(Collected data entries)
--------------------------------------------------
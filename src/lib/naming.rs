//! Infers the sequencing-run context of an input FASTQ from its file name and first record.
//!
//! The matching core never looks at file names itself: it is handed a [`RunContext`] and the
//! path of the mate 2 file by a [`NamingConvention`].

use std::path::{Path, PathBuf};

use lazy_static::lazy_static;
use regex::Regex;

use crate::{errors::DemuxError, read_name::ReadName, sample_index::normalize_lane, utils::s};

/// The marker identifying a mate 1 file.
pub const MATE1_MARKER: &str = "_R1_";
/// The marker identifying a mate 2 file.
pub const MATE2_MARKER: &str = "_R2_";

lazy_static! {
    /// <illumina-index>_<sample-number>_<lane>_[<other>_]R1_<rest>
    static ref ILLUMINA_FASTQ_REGEX: Regex =
        Regex::new(r"^([^_]+)_([^_]+)_([^_]+)_(?:.*_)?R1_.+$").unwrap();
}

/// The flowcell, lane, and Illumina index an input file was sequenced with.
#[derive(Debug, Clone, PartialEq, Eq)]
pub struct RunContext {
    pub flowcell: String,
    /// The normalized lane, see [`normalize_lane`].
    pub lane: String,
    pub illumina_index: String,
}

/// The inputs derived for a single mate 1 FASTQ.
#[derive(Debug, Clone, PartialEq, Eq)]
pub struct InputPair {
    pub mate1: PathBuf,
    pub mate2: PathBuf,
}

/// A file naming convention for input FASTQs.
pub trait NamingConvention {
    /// Returns the path of the mate 2 file that accompanies `mate1`.  The file is not required
    /// to exist.
    fn mate2_path(&self, mate1: &Path) -> Result<PathBuf, DemuxError>;

    /// Derives the [`RunContext`] of `mate1` given the header of its first record.
    fn run_context(&self, mate1: &Path, first_head: &[u8]) -> Result<RunContext, DemuxError>;

    /// Resolves the mate 2 path and checks that it exists.
    fn input_pair(&self, mate1: &Path) -> Result<InputPair, DemuxError> {
        let mate2 = self.mate2_path(mate1)?;
        if !mate2.is_file() {
            return Err(DemuxError::Configuration(format!(
                "Mate 2 file {:?} for {:?} does not exist",
                mate2, mate1
            )));
        }
        Ok(InputPair { mate1: mate1.to_path_buf(), mate2 })
    }
}

/// The Illumina `bcl2fastq` convention, e.g. `ACAGTG_S1_L001_R1_001.fastq.gz`: the first `_`
/// separated token is the Illumina index and the third the lane.  The flowcell comes from the
/// read name of the first record.
#[derive(Debug, Clone, Copy, Default)]
pub struct IlluminaNaming;

impl IlluminaNaming {
    fn file_name(path: &Path) -> Result<String, DemuxError> {
        path.file_name().map(|n| n.to_string_lossy().to_string()).ok_or_else(|| {
            DemuxError::Configuration(format!("Input path {:?} has no file name", path))
        })
    }
}

impl NamingConvention for IlluminaNaming {
    fn mate2_path(&self, mate1: &Path) -> Result<PathBuf, DemuxError> {
        let file_name = Self::file_name(mate1)?;
        if !file_name.contains(MATE1_MARKER) {
            return Err(DemuxError::Configuration(format!(
                "Input file {:?} does not contain the mate 1 marker `{}`",
                mate1, MATE1_MARKER
            )));
        }
        Ok(mate1.with_file_name(file_name.replacen(MATE1_MARKER, MATE2_MARKER, 1)))
    }

    fn run_context(&self, mate1: &Path, first_head: &[u8]) -> Result<RunContext, DemuxError> {
        let file_name = Self::file_name(mate1)?;
        let captures = ILLUMINA_FASTQ_REGEX.captures(&file_name).ok_or_else(|| {
            DemuxError::Configuration(format!(
                "Input file name {:?} does not match <index>_<sample>_<lane>_..._R1_<rest>",
                file_name
            ))
        })?;
        let illumina_index = captures[1].to_string();
        let lane = normalize_lane(&captures[3]);

        let read_name = ReadName::try_from(first_head).map_err(|e| {
            DemuxError::Configuration(format!(
                "Unable to read the flowcell from the first read name `{}` in {:?}: {}",
                String::from_utf8_lossy(first_head),
                mate1,
                e
            ))
        })?;
        let flowcell = s(&read_name.flowcell_id);

        Ok(RunContext { flowcell, lane, illumina_index })
    }
}
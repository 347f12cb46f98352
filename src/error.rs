use anyhow::Error as AnyError;
use std::path::PathBuf;
use thiserror::Error;

/// Gangway bootstrap errors.
///
/// Each stage of the boot pipeline fails with its own variant, so a caller can
/// tell a module that would not read from one that would not compile without
/// consulting exit codes or message text.
#[derive(Debug, Error)]
pub enum Error {
    #[error("Invalid argument: {}", _0)]
    InvalidArgument(&'static str),

    /// The application module could not be read from the filesystem.
    #[error("Error reading module {:?}", path)]
    ModuleRead {
        path: PathBuf,
        #[source]
        source: std::io::Error,
    },

    /// The application module bytes failed validation or compilation.
    #[error("Compilation error")]
    CompileError(#[source] wasmtime::Error),

    /// The environment library failed to compile.
    #[error("Environment library error")]
    LibraryError(#[source] wasmtime::Error),

    /// The shared memory block could not be created.
    #[error("Memory creation error")]
    MemoryError(#[source] wasmtime::Error),

    /// The application module could not be linked or instantiated.
    #[error("Instantiation error")]
    InstantiateError(#[source] wasmtime::Error),

    /// The guest trapped or faulted during execution.
    #[error("Runtime error")]
    RuntimeError(#[source] wasmtime::Error),

    /// An attempt to look up a WebAssembly function by its symbol name failed.
    #[error("Symbol not found: {}", _0)]
    SymbolNotFound(String),

    /// A binding key resolved correctly but no memory is registered under it.
    #[error("No linear memory available: {}", _0)]
    NoLinearMemory(String),

    #[error("Parse error at {key}::{value:?}")]
    ParseError { key: String, value: String },

    #[error("Parse json error")]
    ParseJsonError(#[from] serde_json::Error),

    #[error("Top-level json must be an object")]
    ParseJsonObjError,

    #[error("Cannot re-bind {key} from {binding} to {attempt}")]
    RebindError {
        key: String,
        binding: String,
        attempt: String,
    },

    #[error("Unknown module for symbol `{module}::{symbol}`")]
    UnknownModule { module: String, symbol: String },

    #[error("Unknown symbol `{module}::{symbol}`")]
    UnknownSymbol { module: String, symbol: String },

    #[error("I/O error")]
    IoError(#[from] std::io::Error),

    /// A catch-all for internal errors that are likely unrecoverable by the
    /// embedding user.
    #[error("Internal error: {}", _0)]
    InternalError(#[source] AnyError),

    /// An unsupported feature was used.
    #[error("Unsupported feature: {}", _0)]
    Unsupported(String),
}
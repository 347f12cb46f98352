use crate::bindings::Bindings;
use crate::env::{EnvConfig, EnvFactory, EnvModule};
use crate::error::Error;
use crate::instance::AppInstance;
use crate::memory::MemorySpec;
use crate::module::{self, AppModule, DEFAULT_MODULE};
use std::path::PathBuf;
use tracing::{debug, info};
use wasmtime::{Config, Engine};

/// Builder for one boot of an application over a shared memory block.
///
/// Defaults mirror the conventional deployment: the module `example.wasm` in
/// the current directory, a fixed 256-page shared block, the standard `ffi`
/// bindings, and an entry point named `main`.
pub struct Bootstrap {
    module_path: PathBuf,
    memory: MemorySpec,
    bindings: Bindings,
    entrypoint: String,
}

impl Bootstrap {
    pub fn new() -> Self {
        Bootstrap {
            module_path: PathBuf::from(DEFAULT_MODULE),
            memory: MemorySpec::default(),
            bindings: Bindings::standard(),
            entrypoint: "main".to_owned(),
        }
    }

    pub fn module_path<P: Into<PathBuf>>(mut self, path: P) -> Self {
        self.module_path = path.into();
        self
    }

    pub fn memory_spec(mut self, memory: MemorySpec) -> Self {
        self.memory = memory;
        self
    }

    pub fn bindings(mut self, bindings: Bindings) -> Self {
        self.bindings = bindings;
        self
    }

    pub fn entrypoint<S: Into<String>>(mut self, entrypoint: S) -> Self {
        self.entrypoint = entrypoint.into();
        self
    }

    /// Run the boot sequence to completion.
    ///
    /// The order is fixed: create the shared memory block, bring up the
    /// environment through `factory`, then read, compile, instantiate, and
    /// run the application. The factory always runs before the application
    /// module is read from disk. Any failure aborts the whole sequence; there
    /// is no partial recovery and nothing to clean up.
    ///
    /// On success the booted environment is returned to the caller, which
    /// owns it from here on.
    pub fn boot(&self, factory: &dyn EnvFactory) -> Result<EnvModule, Error> {
        let engine = self.engine()?;

        let memory = self.memory.build(&engine)?;
        debug!(
            "shared memory block ready: {} bytes",
            self.memory.total_bytes()
        );

        let env = factory.instantiate(&engine, EnvConfig { memory })?;
        debug!("environment up");

        let bytes = module::read_module(&self.module_path)?;
        let app = AppModule::compile(&engine, &bytes)?;
        debug!("application module compiled: {:?}", self.module_path);

        let mut instance = AppInstance::instantiate(&engine, &app, &self.bindings, &env)?;
        instance.run(&self.entrypoint)?;
        info!(
            "boot complete: {:?} ran `{}`",
            self.module_path, self.entrypoint
        );

        Ok(env)
    }

    fn engine(&self) -> Result<Engine, Error> {
        let mut config = Config::new();
        config.wasm_threads(true);
        Engine::new(&config).map_err(Error::InternalError)
    }
}

impl Default for Bootstrap {
    fn default() -> Self {
        Bootstrap::new()
    }
}
use gangway::bindings::Bindings;
use std::collections::HashMap;
use std::path::PathBuf;

fn test_file(f: &str) -> PathBuf {
    PathBuf::from(format!("tests/bindings/{}", f))
}

#[test]
fn explicit() {
    let mut explicit_map = HashMap::new();
    explicit_map.insert(String::from("memory"), String::from("scratch"));
    let map = Bindings::ffi(explicit_map);

    let result = map.translate("ffi", "memory").unwrap();
    assert!(result == "scratch");

    let result = map.translate("ffi", "nonexistent");
    assert!(
        result.is_err(),
        "explicit import map returned value for non-existent symbol"
    );
}

#[test]
fn standard_covers_the_memory_import() {
    let map = Bindings::standard();
    let result = map.translate("ffi", "memory").expect("memory has a binding");
    assert!(result == "memory");

    assert!(
        map.translate("env", "memory").is_err(),
        "standard bindings returned value for an unbound namespace"
    );
}

#[test]
fn explicit_from_nonexistent_file() {
    let fail_map = Bindings::from_file(&test_file("nonexistent_bindings.json"));
    assert!(
        fail_map.is_err(),
        "Bindings::from_file did not fail on a non-existent file"
    );
}

#[test]
fn explicit_from_garbage_file() {
    let fail_map = Bindings::from_file(&test_file("garbage.json"));
    assert!(
        fail_map.is_err(),
        "Bindings::from_file did not fail on a garbage file"
    );
}

#[test]
fn explicit_from_file() {
    let map = Bindings::from_file(&test_file("bindings_test.json"))
        .expect("load valid bindings from file");
    let result = map.translate("ffi", "memory").expect("memory has a binding");
    assert!(result == "scratch");

    assert!(
        map.translate("ffi", "nonexistent").is_err(),
        "bindings from file returned value for non-existent symbol"
    );
}

#[test]
fn extend_refuses_conflicts() {
    let mut map = Bindings::standard();

    let mut same = HashMap::new();
    same.insert(String::from("memory"), String::from("memory"));
    map.extend(&Bindings::ffi(same))
        .expect("identical binding is not a conflict");

    let mut conflicting = HashMap::new();
    conflicting.insert(String::from("memory"), String::from("other"));
    assert!(
        map.extend(&Bindings::ffi(conflicting)).is_err(),
        "conflicting re-bind was accepted"
    );
}

#[test]
fn extend_adds_new_namespaces() {
    let mut map = Bindings::standard();
    let other = Bindings::from_str(r#"{ "wasi": { "memory": "wasi_memory" } }"#)
        .expect("valid bindings");
    map.extend(&other).expect("disjoint bindings extend cleanly");

    assert!(map.translate("ffi", "memory").is_ok());
    assert!(map.translate("wasi", "memory").unwrap() == "wasi_memory");
}

#[test]
fn nested_values_must_be_strings() {
    let top: serde_json::Value = serde_json::json!({ "ffi": { "memory": 7 } });
    assert!(Bindings::from_json(&top).is_err());

    let top: serde_json::Value = serde_json::json!({ "ffi": "memory" });
    assert!(Bindings::from_json(&top).is_err());

    let top: serde_json::Value = serde_json::json!(["ffi"]);
    assert!(Bindings::from_json(&top).is_err());
}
--------------------------------------------------
#### Problem:
Write out each line above containing "main".

#### Written reply:
/// bindings, and an entry point named `main`.
            entrypoint: "main".to_owned(),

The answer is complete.